Il vitaliziante deve rispettare l’obbligo assunto con il contratto. L’eventuale inadempimento può infatti determinare una risoluzione per inadempimento con conseguente obbligo di restituire l’immobile al vitaliziato o, se deceduto, ai suoi eredi. Ciò non succede invece se si stipula una generica “donazione con obbligo di assistenza” perché, come detto, tale assistenza non costituisce una controprestazione vera e propria ma più che altro un onere.

Quando il vitalizio è una simulazione?

Secondo la giurisprudenza, è nullo il contratto di vitalizio quando il vitaliziato è già molto anziano e/o malato e ha un’aspettativa di vita particolarmente breve. In questo caso, infatti, la controprestazione del vitaliziante è simbolica, irrisoria rispetto a quanto da questi ricevuto (la proprietà dell’immobile). Gli eredi del vitaliziato quindi possono pretendere la restituzione dell’immobile.

Qual è la caratteristica del vitalizio?

Il contratto di vitalizio viene definito “aleatorio”: tali sono quei contratti ove è certa una prestazione mentre l’altra è incerta (si pensi all’assicurazione ove, a fronte del pagamento di un premio, non si sa se mai l’assicurazione dovrà versare un risarcimento). Sono contratti che implicano un rischio per una delle parti.

L’alea – il rischio – del contratto di vitalizio riguarda non solo la durata del rapporto connessa alla vita del beneficiario, ma anche l’obbiettiva entità delle prestazioni (di fare e di dare), suscettibili di modificarsi nel tempo in ragione di fattori molteplici e non predeterminabili (quali le condizioni di salute del beneficiario) (Cass. sent. n. 8209/2016).

Che succede alla morte del vitaliziante?

Se il vitaliziante muore, gli obblighi di fornire soccorso e assistenza al vitaliziato cessano e non passano ai suoi eredi.
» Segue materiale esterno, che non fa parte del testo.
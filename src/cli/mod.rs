use clap::Parser;

/// mrss takes no options; subscriptions live in `mrss/urls` under the platform config directory.
#[derive(Parser, Debug)]
#[command(name = "mrss", version)]
#[command(about = "A minimal full-screen RSS/Atom reader", long_about = None)]
pub struct Cli {}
Questi ultimi però acquisiscono la proprietà dell’immobile.

Che succede alla morte del vitaliziato?

Alla morte del vitaliziato cessa l’obbligo del vitaliziante di fornire l’assistenza. Semmai il vitaliziato si era riservato l’usufrutto sull’immobile, quest’ultimo si estingue e il vitaliziante acquisisce l’intera proprietà dell’immobile.